● **Data shown**
────────────────────
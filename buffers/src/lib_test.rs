#![allow(clippy::float_cmp)]

use super::*;

fn sample_node(id: i32) -> NodeRecord {
    NodeRecord { id, x: 10.0, y: 20.0, w: 100.0, h: 50.0, vx: 1.5, vy: -2.0, flags: 3 }
}

// =============================================================
// Fixed-stride records
// =============================================================

#[test]
fn node_buffer_decodes_every_record_in_order() {
    let buf = encode(&[sample_node(1), sample_node(2)]);
    assert_eq!(buf.len(), 16);
    let nodes: Vec<NodeRecord> = decode(&buf).expect("decode");
    assert_eq!(nodes.len(), 2);
    assert_eq!(nodes[0], sample_node(1));
    assert_eq!(nodes[1].id, 2);
}

#[test]
fn node_buffer_with_partial_record_is_rejected() {
    let mut buf = encode(&[sample_node(1)]);
    buf.push(1.0);
    let err = decode::<NodeRecord>(&buf).expect_err("stride should fail");
    assert_eq!(err, BufferError::Stride { kind: "node", len: 9, stride: 8 });
}

#[test]
fn empty_buffer_decodes_to_no_records() {
    let nodes: Vec<NodeRecord> = decode(&[]).expect("decode");
    assert!(nodes.is_empty());
}

#[test]
fn node_id_must_be_positive_integer() {
    let mut buf = encode(&[sample_node(1)]);
    buf[0] = 0.0;
    assert!(matches!(decode::<NodeRecord>(&buf), Err(BufferError::InvalidId { kind: "node", .. })));
    buf[0] = 2.5;
    assert!(matches!(decode::<NodeRecord>(&buf), Err(BufferError::InvalidId { .. })));
    buf[0] = f32::NAN;
    assert!(matches!(decode::<NodeRecord>(&buf), Err(BufferError::InvalidId { .. })));
}

#[test]
fn one_bad_record_rejects_whole_buffer() {
    let mut buf = encode(&[sample_node(1), sample_node(2), sample_node(3)]);
    buf[16] = -4.0;
    assert!(decode::<NodeRecord>(&buf).is_err());
}

#[test]
fn decode_one_requires_exact_length() {
    let ok: ConstraintsRecord = decode_one(&[0.0, 0.0, 800.0, 600.0, 1.0, 1.0, 1.0, 0.5]).expect("decode");
    assert_eq!(ok.right, 800.0);
    assert_eq!(ok.damping, 0.5);

    let err = decode_one::<ConstraintsRecord>(&[0.0; 16]).expect_err("two records");
    assert_eq!(err, BufferError::Length { kind: "constraints", len: 16, expected: 8 });
    assert!(decode_one::<TapParamsRecord>(&[0.25, 6.0, 0.3]).is_err());
}

#[test]
fn transform_record_writes_zero_reserved_slot() {
    let t = TransformRecord { id: 7, x: 1.0, y: 2.0, angle: 0.0, sx: 1.0, sy: 1.0 };
    let buf = encode(&[t]);
    assert_eq!(buf, vec![7.0, 1.0, 2.0, 0.0, 1.0, 1.0, 0.0]);
    let back: TransformRecord = decode_one(&buf).expect("decode");
    assert_eq!(back, t);
}

#[test]
fn particle_record_field_order() {
    let p: ParticleRecord = decode_one(&[1.0, 2.0, 3.0, 4.0, 5.0, 6.0]).expect("decode");
    assert_eq!((p.x, p.y, p.vx, p.vy, p.radius, p.life), (1.0, 2.0, 3.0, 4.0, 5.0, 6.0));
}

#[test]
fn particle_params_field_order_is_gravity_x_first() {
    let p: ParticleParamsRecord = decode_one(&[0.0, 900.0, 0.995, 0.6]).expect("decode");
    assert_eq!(p.gravity_x, 0.0);
    assert_eq!(p.gravity_y, 900.0);
    assert_eq!(p.restitution, 0.6);
}

#[test]
fn records_serialize_to_json() {
    let json = serde_json::to_value(sample_node(4)).expect("serialize");
    assert_eq!(json["id"], 4);
    assert_eq!(json["flags"], 3);
}

// =============================================================
// Pointers
// =============================================================

#[test]
fn pointer_layout_detected_from_length() {
    assert_eq!(PointerLayout::detect(8), Ok(PointerLayout::Compact));
    assert_eq!(PointerLayout::detect(15), Ok(PointerLayout::WithPressure));
    assert_eq!(PointerLayout::detect(20), Ok(PointerLayout::Compact));
    assert_eq!(PointerLayout::detect(0), Ok(PointerLayout::Compact));
    assert_eq!(PointerLayout::detect(7), Err(BufferError::InvalidPointerLayout { len: 7 }));
}

#[test]
fn compact_pointers_report_full_pressure() {
    let ptrs = decode_pointers(&[1.0, 10.0, 20.0, 1.0]).expect("decode");
    assert_eq!(ptrs.len(), 1);
    assert_eq!(ptrs[0].pressure, 1.0);
    assert!(ptrs[0].is_pressed());
}

#[test]
fn pressure_pointers_keep_pressure_and_buttons() {
    let ptrs = decode_pointers(&[3.0, 5.0, 6.0, 0.4, 0.0, 4.0, 7.0, 8.0, 0.9, 1.0, 5.0, 1.0, 1.0, 0.5, 2.0])
        .expect("decode");
    assert_eq!(ptrs.len(), 3);
    assert_eq!(ptrs[0].pressure, 0.4);
    assert!(!ptrs[0].is_pressed());
    assert_eq!(ptrs[2].buttons, 2);
}

#[test]
fn explicit_layout_overrides_detection() {
    let with_pressure = vec![
        PointerRecord { id: 1, x: 0.0, y: 0.0, pressure: 0.5, buttons: 1 },
        PointerRecord { id: 2, x: 1.0, y: 1.0, pressure: 0.5, buttons: 1 },
        PointerRecord { id: 3, x: 2.0, y: 2.0, pressure: 0.5, buttons: 1 },
        PointerRecord { id: 4, x: 3.0, y: 3.0, pressure: 0.5, buttons: 1 },
    ];
    let buf = encode_pointers(&with_pressure, PointerLayout::WithPressure);
    assert_eq!(buf.len(), 20);
    let decoded = decode_pointers_with(&buf, PointerLayout::WithPressure).expect("decode");
    assert_eq!(decoded, with_pressure);
}

#[test]
fn explicit_layout_rejects_wrong_stride() {
    let err = decode_pointers_with(&[1.0, 2.0, 3.0, 4.0], PointerLayout::WithPressure).expect_err("stride");
    assert_eq!(err, BufferError::Stride { kind: "pointer", len: 4, stride: 5 });
}

#[test]
fn pointer_id_zero_is_allowed() {
    let ptrs = decode_pointers(&[0.0, 1.0, 1.0, 1.0]).expect("decode");
    assert_eq!(ptrs[0].id, 0);
    assert!(decode_pointers(&[-1.0, 1.0, 1.0, 1.0]).is_err());
}

// =============================================================
// Events
// =============================================================

#[test]
fn event_kind_numeric_mapping_matches_wire() {
    assert_eq!(EventKind::DragStart.as_i32(), 1);
    assert_eq!(EventKind::DragEnd.as_i32(), 2);
    assert_eq!(EventKind::Tap.as_i32(), 10);
    assert_eq!(EventKind::DoubleTap.as_i32(), 11);
    assert_eq!(EventKind::from_i32(11), Ok(EventKind::DoubleTap));
    assert_eq!(EventKind::from_i32(3), Err(BufferError::InvalidEventKind(3)));
}

#[test]
fn events_encode_as_flat_quads() {
    let events = [
        EventRecord { kind: EventKind::Tap, a: 4, b: 1, data: 9 },
        EventRecord { kind: EventKind::DragEnd, a: 4, b: 9, data: 120 },
    ];
    let buf = encode_events(&events);
    assert_eq!(buf, vec![10, 4, 1, 9, 2, 4, 9, 120]);
    assert_eq!(decode_events(&buf).expect("decode"), events.to_vec());
}

#[test]
fn event_decode_rejects_partial_record() {
    assert!(matches!(decode_events(&[10, 1, 1]), Err(BufferError::Stride { .. })));
}

// =============================================================
// Draw paths
// =============================================================

fn stroke(id: u64, points: usize) -> DrawPathRecord {
    DrawPathRecord {
        id,
        color: 0xFF00_00FF,
        line_width: 3.0,
        closed: false,
        points: (0..points)
            .map(|i| DrawPointRecord { x: i as f32, y: 2.0 * i as f32, pressure: 0.5, timestamp: i as f64 * 0.016 })
            .collect(),
    }
}

#[test]
fn draw_path_stream_layout() {
    let buf = encode_draw_paths(&[stroke(1_700_000_000_123, 2)]);
    assert_eq!(buf.len(), DRAW_PATH_HEADER + 2 * DRAW_POINT_STRIDE);
    assert_eq!(buf[0], 1_700_000_000_123.0);
    assert_eq!(buf[1], f64::from(0xFF00_00FF_u32));
    assert_eq!(buf[3], 0.0);
    assert_eq!(buf[4], 2.0);
    assert_eq!(buf[5..9], [0.0, 0.0, 0.5, 0.0]);
}

#[test]
fn draw_path_decoder_advances_by_point_count() {
    let paths = vec![stroke(10, 3), stroke(11, 0), stroke(12, 1)];
    let decoded = decode_draw_paths(&encode_draw_paths(&paths)).expect("decode");
    assert_eq!(decoded.len(), 3);
    assert_eq!(decoded[0].points.len(), 3);
    assert!(decoded[1].points.is_empty());
    assert_eq!(decoded[2].id, 12);
}

#[test]
fn draw_path_decoder_rejects_truncated_points() {
    let mut buf = encode_draw_paths(&[stroke(1, 2)]);
    buf.pop();
    assert_eq!(decode_draw_paths(&buf), Err(BufferError::Truncated { offset: 0 }));
}

#[test]
fn draw_path_decoder_rejects_truncated_header() {
    let mut buf = encode_draw_paths(&[stroke(1, 1)]);
    buf.extend_from_slice(&[2.0, 0.0]);
    assert_eq!(decode_draw_paths(&buf), Err(BufferError::Truncated { offset: 9 }));
}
────────────────────
● **Task**
Type out again, exactly as written, the lines from the beginning of the material through the one containing "buf[0] = 2.5;".

● **Written reply**
filename buffers/src/lib_test.rs
#![allow(clippy::float_cmp)]

use super::*;

fn sample_node(id: i32) -> NodeRecord {
    NodeRecord { id, x: 10.0, y: 20.0, w: 100.0, h: 50.0, vx: 1.5, vy: -2.0, flags: 3 }
}

// =============================================================
// Fixed-stride records
// =============================================================

#[test]
fn node_buffer_decodes_every_record_in_order() {
    let buf = encode(&[sample_node(1), sample_node(2)]);
    assert_eq!(buf.len(), 16);
    let nodes: Vec<NodeRecord> = decode(&buf).expect("decode");
    assert_eq!(nodes.len(), 2);
    assert_eq!(nodes[0], sample_node(1));
    assert_eq!(nodes[1].id, 2);
}

#[test]
fn node_buffer_with_partial_record_is_rejected() {
    let mut buf = encode(&[sample_node(1)]);
    buf.push(1.0);
    let err = decode::<NodeRecord>(&buf).expect_err("stride should fail");
    assert_eq!(err, BufferError::Stride { kind: "node", len: 9, stride: 8 });
}

#[test]
fn empty_buffer_decodes_to_no_records() {
    let nodes: Vec<NodeRecord> = decode(&[]).expect("decode");
    assert!(nodes.is_empty());
}

#[test]
fn node_id_must_be_positive_integer() {
    let mut buf = encode(&[sample_node(1)]);
    buf[0] = 0.0;
    assert!(matches!(decode::<NodeRecord>(&buf), Err(BufferError::InvalidId { kind: "node", .. })));
    buf[0] = 2.5;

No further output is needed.